= Prompt =
Even if the data beneath seems repetitive, write it all out again exactly.
:: Extracted data
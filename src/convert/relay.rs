//! The progress relay: engine event stream → job record updates.
//!
//! One relay is attached per job, for the duration of that job's transcode
//! call only. Dropping the relay aborts its listener task, which is what
//! scopes a subscription to a single job's execution window: a later job on
//! the same shared engine can never update the wrong record. The abort can
//! only land on the channel-receive await, never inside a store update.

use std::sync::Arc;

use tokio::sync::broadcast;
use tokio::task::JoinHandle;

use clipmill_core::events::{EventBus, EventPayload};
use clipmill_core::JobId;
use clipmill_engine::{parse_progress_line, percent_from_out_time, ProgressEvent};

use crate::convert::store::JobStore;

/// A live subscription translating one engine's progress lines into updates
/// of one job record.
pub struct ProgressRelay {
    handle: Option<JoinHandle<()>>,
}

impl ProgressRelay {
    /// Attach a relay for `job_id`.
    ///
    /// `duration_secs` is the probed source duration; without it, percentage
    /// reports are skipped entirely (indeterminate progress) and only output
    /// sizes flow through.
    pub fn attach(
        store: Arc<JobStore>,
        events: Arc<EventBus>,
        job_id: JobId,
        duration_secs: Option<f64>,
        mut lines: broadcast::Receiver<String>,
    ) -> Self {
        let handle = tokio::spawn(async move {
            loop {
                let line = match lines.recv().await {
                    Ok(line) => line,
                    Err(broadcast::error::RecvError::Lagged(skipped)) => {
                        tracing::debug!("progress relay for job {job_id} lagged {skipped} lines");
                        continue;
                    }
                    Err(broadcast::error::RecvError::Closed) => break,
                };

                match parse_progress_line(&line) {
                    ProgressEvent::OutTime { us } => {
                        let Some(duration) = duration_secs else {
                            continue;
                        };
                        let percent = percent_from_out_time(us, duration);
                        Self::apply(&store, &events, job_id, |job| {
                            job.record_progress(percent);
                        });
                    }
                    ProgressEvent::TotalSize { bytes } => {
                        Self::apply(&store, &events, job_id, |job| {
                            job.record_output_bytes(bytes);
                        });
                    }
                    ProgressEvent::Unknown => {}
                }
            }
        });

        Self {
            handle: Some(handle),
        }
    }

    /// Wait for the listener to exit on its own; the line stream must have
    /// been closed first.
    #[cfg(test)]
    async fn joined(mut self) {
        if let Some(handle) = self.handle.take() {
            let _ = handle.await;
        }
    }

    fn apply(
        store: &JobStore,
        events: &EventBus,
        job_id: JobId,
        update: impl FnOnce(&mut crate::convert::job::Job),
    ) {
        let current = store.with_job(job_id, |job| {
            update(job);
            (job.progress_percent, job.output_bytes)
        });
        if let Some((percent, output_bytes)) = current {
            events.broadcast(EventPayload::JobProgress {
                job_id,
                percent,
                output_bytes,
            });
        }
    }
}

impl Drop for ProgressRelay {
    fn drop(&mut self) {
        if let Some(handle) = self.handle.take() {
            handle.abort();
        }
    }
}

#[cfg(test)]
mod tests {
    use super::*;
    use crate::convert::artifact::MemoryRegistry;
    use crate::convert::job::SourcePayload;
    use bytes::Bytes;

    fn converting_job(store: &JobStore, name: &str) -> JobId {
        let id = store.add_jobs(vec![SourcePayload::new(name, Bytes::from_static(b"in"))])[0].id;
        store.with_job(id, |j| j.start());
        id
    }

    async fn drain(relay: ProgressRelay) {
        // Closing the channel lets the listener exit on its own.
        relay.joined().await;
    }

    #[tokio::test]
    async fn relays_percent_and_size() {
        let store = Arc::new(JobStore::new(Arc::new(MemoryRegistry::new())));
        let events = Arc::new(EventBus::default());
        let id = converting_job(&store, "a.mov");

        let (tx, rx) = broadcast::channel(16);
        let relay = ProgressRelay::attach(store.clone(), events.clone(), id, Some(1.0), rx);

        tx.send("out_time_ms=500000".to_string()).unwrap();
        tx.send("total_size=1048576".to_string()).unwrap();
        drop(tx);
        drain(relay).await;

        let job = store.get(id).unwrap();
        assert_eq!(job.progress_percent, 50);
        assert_eq!(job.output_bytes, 1_048_576);
    }

    #[tokio::test]
    async fn unknown_duration_skips_percent_reports() {
        let store = Arc::new(JobStore::new(Arc::new(MemoryRegistry::new())));
        let events = Arc::new(EventBus::default());
        let id = converting_job(&store, "a.mov");

        let (tx, rx) = broadcast::channel(16);
        let relay = ProgressRelay::attach(store.clone(), events.clone(), id, None, rx);

        tx.send("out_time_ms=500000".to_string()).unwrap();
        tx.send("total_size=2048".to_string()).unwrap();
        drop(tx);
        drain(relay).await;

        let job = store.get(id).unwrap();
        // Indeterminate progress: no ratio is ever computed.
        assert_eq!(job.progress_percent, 0);
        assert_eq!(job.output_bytes, 2048);
    }

    #[tokio::test]
    async fn unrecognized_lines_are_ignored() {
        let store = Arc::new(JobStore::new(Arc::new(MemoryRegistry::new())));
        let events = Arc::new(EventBus::default());
        let id = converting_job(&store, "a.mov");

        let (tx, rx) = broadcast::channel(16);
        let relay = ProgressRelay::attach(store.clone(), events.clone(), id, Some(1.0), rx);

        tx.send("fps=30.0".to_string()).unwrap();
        tx.send("progress=continue".to_string()).unwrap();
        drop(tx);
        drain(relay).await;

        let job = store.get(id).unwrap();
        assert_eq!(job.progress_percent, 0);
        assert_eq!(job.output_bytes, 0);
    }

    #[tokio::test]
    async fn intermediate_reports_never_reach_one_hundred() {
        let store = Arc::new(JobStore::new(Arc::new(MemoryRegistry::new())));
        let events = Arc::new(EventBus::default());
        let id = converting_job(&store, "a.mov");

        let (tx, rx) = broadcast::channel(16);
        let relay = ProgressRelay::attach(store.clone(), events.clone(), id, Some(1.0), rx);

        // Overshoot: the engine can report past the probed duration.
        tx.send("out_time_ms=3000000".to_string()).unwrap();
        drop(tx);
        drain(relay).await;

        assert_eq!(store.get(id).unwrap().progress_percent, 99);
    }

    #[tokio::test]
    async fn progress_events_are_broadcast() {
        let store = Arc::new(JobStore::new(Arc::new(MemoryRegistry::new())));
        let events = Arc::new(EventBus::default());
        let mut event_rx = events.subscribe();
        let id = converting_job(&store, "a.mov");

        let (tx, rx) = broadcast::channel(16);
        let relay = ProgressRelay::attach(store.clone(), events.clone(), id, Some(2.0), rx);

        tx.send("out_time_ms=1000000".to_string()).unwrap();
        drop(tx);
        drain(relay).await;

        let event = event_rx.recv().await.unwrap();
        match event.payload {
            EventPayload::JobProgress {
                job_id,
                percent,
                output_bytes,
            } => {
                assert_eq!(job_id, id);
                assert_eq!(percent, 50);
                assert_eq!(output_bytes, 0);
            }
            other => panic!("unexpected event: {other:?}"),
        }
    }

    #[tokio::test]
    async fn two_relays_update_their_own_jobs_only() {
        let store = Arc::new(JobStore::new(Arc::new(MemoryRegistry::new())));
        let events = Arc::new(EventBus::default());
        let id_a = converting_job(&store, "a.mov");
        let id_b = converting_job(&store, "b.avi");

        let (tx_a, rx_a) = broadcast::channel(16);
        let (tx_b, rx_b) = broadcast::channel(16);
        let relay_a = ProgressRelay::attach(store.clone(), events.clone(), id_a, Some(1.0), rx_a);
        let relay_b = ProgressRelay::attach(store.clone(), events.clone(), id_b, Some(1.0), rx_b);

        tx_a.send("out_time_ms=250000".to_string()).unwrap();
        tx_b.send("out_time_ms=750000".to_string()).unwrap();
        drop(tx_a);
        drop(tx_b);
        drain(relay_a).await;
        drain(relay_b).await;

        assert_eq!(store.get(id_a).unwrap().progress_percent, 25);
        assert_eq!(store.get(id_b).unwrap().progress_percent, 75);
    }
}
::::
= Reply =
filename src/convert/relay.rs
//! The progress relay: engine event stream → job record updates.
//!
//! One relay is attached per job, for the duration of that job's transcode
//! call only. Dropping the relay aborts its listener task, which is what
//! scopes a subscription to a single job's execution window: a later job on
//! the same shared engine can never update the wrong record. The abort can
//! only land on the channel-receive await, never inside a store update.

use std::sync::Arc;

use tokio::sync::broadcast;
use tokio::task::JoinHandle;

use clipmill_core::events::{EventBus, EventPayload};
use clipmill_core::JobId;
use clipmill_engine::{parse_progress_line, percent_from_out_time, ProgressEvent};

use crate::convert::store::JobStore;

/// A live subscription translating one engine's progress lines into updates
/// of one job record.
pub struct ProgressRelay {
    handle: Option<JoinHandle<()>>,
}

impl ProgressRelay {
    /// Attach a relay for `job_id`.
    ///
    /// `duration_secs` is the probed source duration; without it, percentage
    /// reports are skipped entirely (indeterminate progress) and only output
    /// sizes flow through.
    pub fn attach(
        store: Arc<JobStore>,
        events: Arc<EventBus>,
        job_id: JobId,
        duration_secs: Option<f64>,
        mut lines: broadcast::Receiver<String>,
    ) -> Self {
        let handle = tokio::spawn(async move {
            loop {
                let line = match lines.recv().await {
                    Ok(line) => line,
                    Err(broadcast::error::RecvError::Lagged(skipped)) => {
                        tracing::debug!("progress relay for job {job_id} lagged {skipped} lines");
                        continue;
                    }
                    Err(broadcast::error::RecvError::Closed) => break,
                };

                match parse_progress_line(&line) {
                    ProgressEvent::OutTime { us } => {
                        let Some(duration) = duration_secs else {
                            continue;
                        };
                        let percent = percent_from_out_time(us, duration);
                        Self::apply(&store, &events, job_id, |job| {
                            job.record_progress(percent);
                        });
                    }
                    ProgressEvent::TotalSize { bytes } => {
                        Self::apply(&store, &events, job_id, |job| {
                            job.record_output_bytes(bytes);
                        });
                    }
                    ProgressEvent::Unknown => {}
                }
            }
        });

        Self {
            handle: Some(handle),
        }
    }

    /// Wait for the listener to exit on its own; the line stream must have
    /// been closed first.
    #[cfg(test)]
    async fn joined(mut self) {
        if let Some(handle) = self.handle.take() {
            let _ = handle.await;
        }
    }

    fn apply(
        store: &JobStore,
        events: &EventBus,
        job_id: JobId,
        update: impl FnOnce(&mut crate::convert::job::Job),
    ) {
        let current = store.with_job(job_id, |job| {
            update(job);
            (job.progress_percent, job.output_bytes)
        });
        if let Some((percent, output_bytes)) = current {
            events.broadcast(EventPayload::JobProgress {
                job_id,
                percent,
                output_bytes,
            });
        }
    }
}

impl Drop for ProgressRelay {
    fn drop(&mut self) {
        if let Some(handle) = self.handle.take() {
            handle.abort();
        }
    }
}

#[cfg(test)]
mod tests {
    use super::*;
    use crate::convert::artifact::MemoryRegistry;
    use crate::convert::job::SourcePayload;
    use bytes::Bytes;

    fn converting_job(store: &JobStore, name: &str) -> JobId {
        let id = store.add_jobs(vec![SourcePayload::new(name, Bytes::from_static(b"in"))])[0].id;
        store.with_job(id, |j| j.start());
        id
    }

    async fn drain(relay: ProgressRelay) {
        // Closing the channel lets the listener exit on its own.
        relay.joined().await;
    }

    #[tokio::test]
    async fn relays_percent_and_size() {
        let store = Arc::new(JobStore::new(Arc::new(MemoryRegistry::new())));
        let events = Arc::new(EventBus::default());
        let id = converting_job(&store, "a.mov");

        let (tx, rx) = broadcast::channel(16);
        let relay = ProgressRelay::attach(store.clone(), events.clone(), id, Some(1.0), rx);

        tx.send("out_time_ms=500000".to_string()).unwrap();
        tx.send("total_size=1048576".to_string()).unwrap();
        drop(tx);
        drain(relay).await;

        let job = store.get(id).unwrap();
        assert_eq!(job.progress_percent, 50);
        assert_eq!(job.output_bytes, 1_048_576);
    }

    #[tokio::test]
    async fn unknown_duration_skips_percent_reports() {
        let store = Arc::new(JobStore::new(Arc::new(MemoryRegistry::new())));
        let events = Arc::new(EventBus::default());
        let id = converting_job(&store, "a.mov");

        let (tx, rx) = broadcast::channel(16);
        let relay = ProgressRelay::attach(store.clone(), events.clone(), id, None, rx);

        tx.send("out_time_ms=500000".to_string()).unwrap();
        tx.send("total_size=2048".to_string()).unwrap();
        drop(tx);
        drain(relay).await;

        let job = store.get(id).unwrap();
        // Indeterminate progress: no ratio is ever computed.
        assert_eq!(job.progress_percent, 0);
        assert_eq!(job.output_bytes, 2048);
    }

    #[tokio::test]
    async fn unrecognized_lines_are_ignored() {
        let store = Arc::new(JobStore::new(Arc::new(MemoryRegistry::new())));
        let events = Arc::new(EventBus::default());
        let id = converting_job(&store, "a.mov");

        let (tx, rx) = broadcast::channel(16);
        let relay = ProgressRelay::attach(store.clone(), events.clone(), id, Some(1.0), rx);

        tx.send("fps=30.0".to_string()).unwrap();
        tx.send("progress=continue".to_string()).unwrap();
        drop(tx);
        drain(relay).await;

        let job = store.get(id).unwrap();
        assert_eq!(job.progress_percent, 0);
        assert_eq!(job.output_bytes, 0);
    }

    #[tokio::test]
    async fn intermediate_reports_never_reach_one_hundred() {
        let store = Arc::new(JobStore::new(Arc::new(MemoryRegistry::new())));
        let events = Arc::new(EventBus::default());
        let id = converting_job(&store, "a.mov");

        let (tx, rx) = broadcast::channel(16);
        let relay = ProgressRelay::attach(store.clone(), events.clone(), id, Some(1.0), rx);

        // Overshoot: the engine can report past the probed duration.
        tx.send("out_time_ms=3000000".to_string()).unwrap();
        drop(tx);
        drain(relay).await;

        assert_eq!(store.get(id).unwrap().progress_percent, 99);
    }

    #[tokio::test]
    async fn progress_events_are_broadcast() {
        let store = Arc::new(JobStore::new(Arc::new(MemoryRegistry::new())));
        let events = Arc::new(EventBus::default());
        let mut event_rx = events.subscribe();
        let id = converting_job(&store, "a.mov");

        let (tx, rx) = broadcast::channel(16);
        let relay = ProgressRelay::attach(store.clone(), events.clone(), id, Some(2.0), rx);

        tx.send("out_time_ms=1000000".to_string()).unwrap();
        drop(tx);
        drain(relay).await;

        let event = event_rx.recv().await.unwrap();
        match event.payload {
            EventPayload::JobProgress {
                job_id,
                percent,
                output_bytes,
            } => {
                assert_eq!(job_id, id);
                assert_eq!(percent, 50);
                assert_eq!(output_bytes, 0);
            }
            other => panic!("unexpected event: {other:?}"),
        }
    }

    #[tokio::test]
    async fn two_relays_update_their_own_jobs_only() {
        let store = Arc::new(JobStore::new(Arc::new(MemoryRegistry::new())));
        let events = Arc::new(EventBus::default());
        let id_a = converting_job(&store, "a.mov");
        let id_b = converting_job(&store, "b.avi");

        let (tx_a, rx_a) = broadcast::channel(16);
        let (tx_b, rx_b) = broadcast::channel(16);
        let relay_a = ProgressRelay::attach(store.clone(), events.clone(), id_a, Some(1.0), rx_a);
        let relay_b = ProgressRelay::attach(store.clone(), events.clone(), id_b, Some(1.0), rx_b);

        tx_a.send("out_time_ms=250000".to_string()).unwrap();
        tx_b.send("out_time_ms=750000".to_string()).unwrap();
        drop(tx_a);
        drop(tx_b);
        drain(relay_a).await;
        drain(relay_b).await;

        assert_eq!(store.get(id_a).unwrap().progress_percent, 25);
        assert_eq!(store.get(id_b).unwrap().progress_percent, 75);
    }
}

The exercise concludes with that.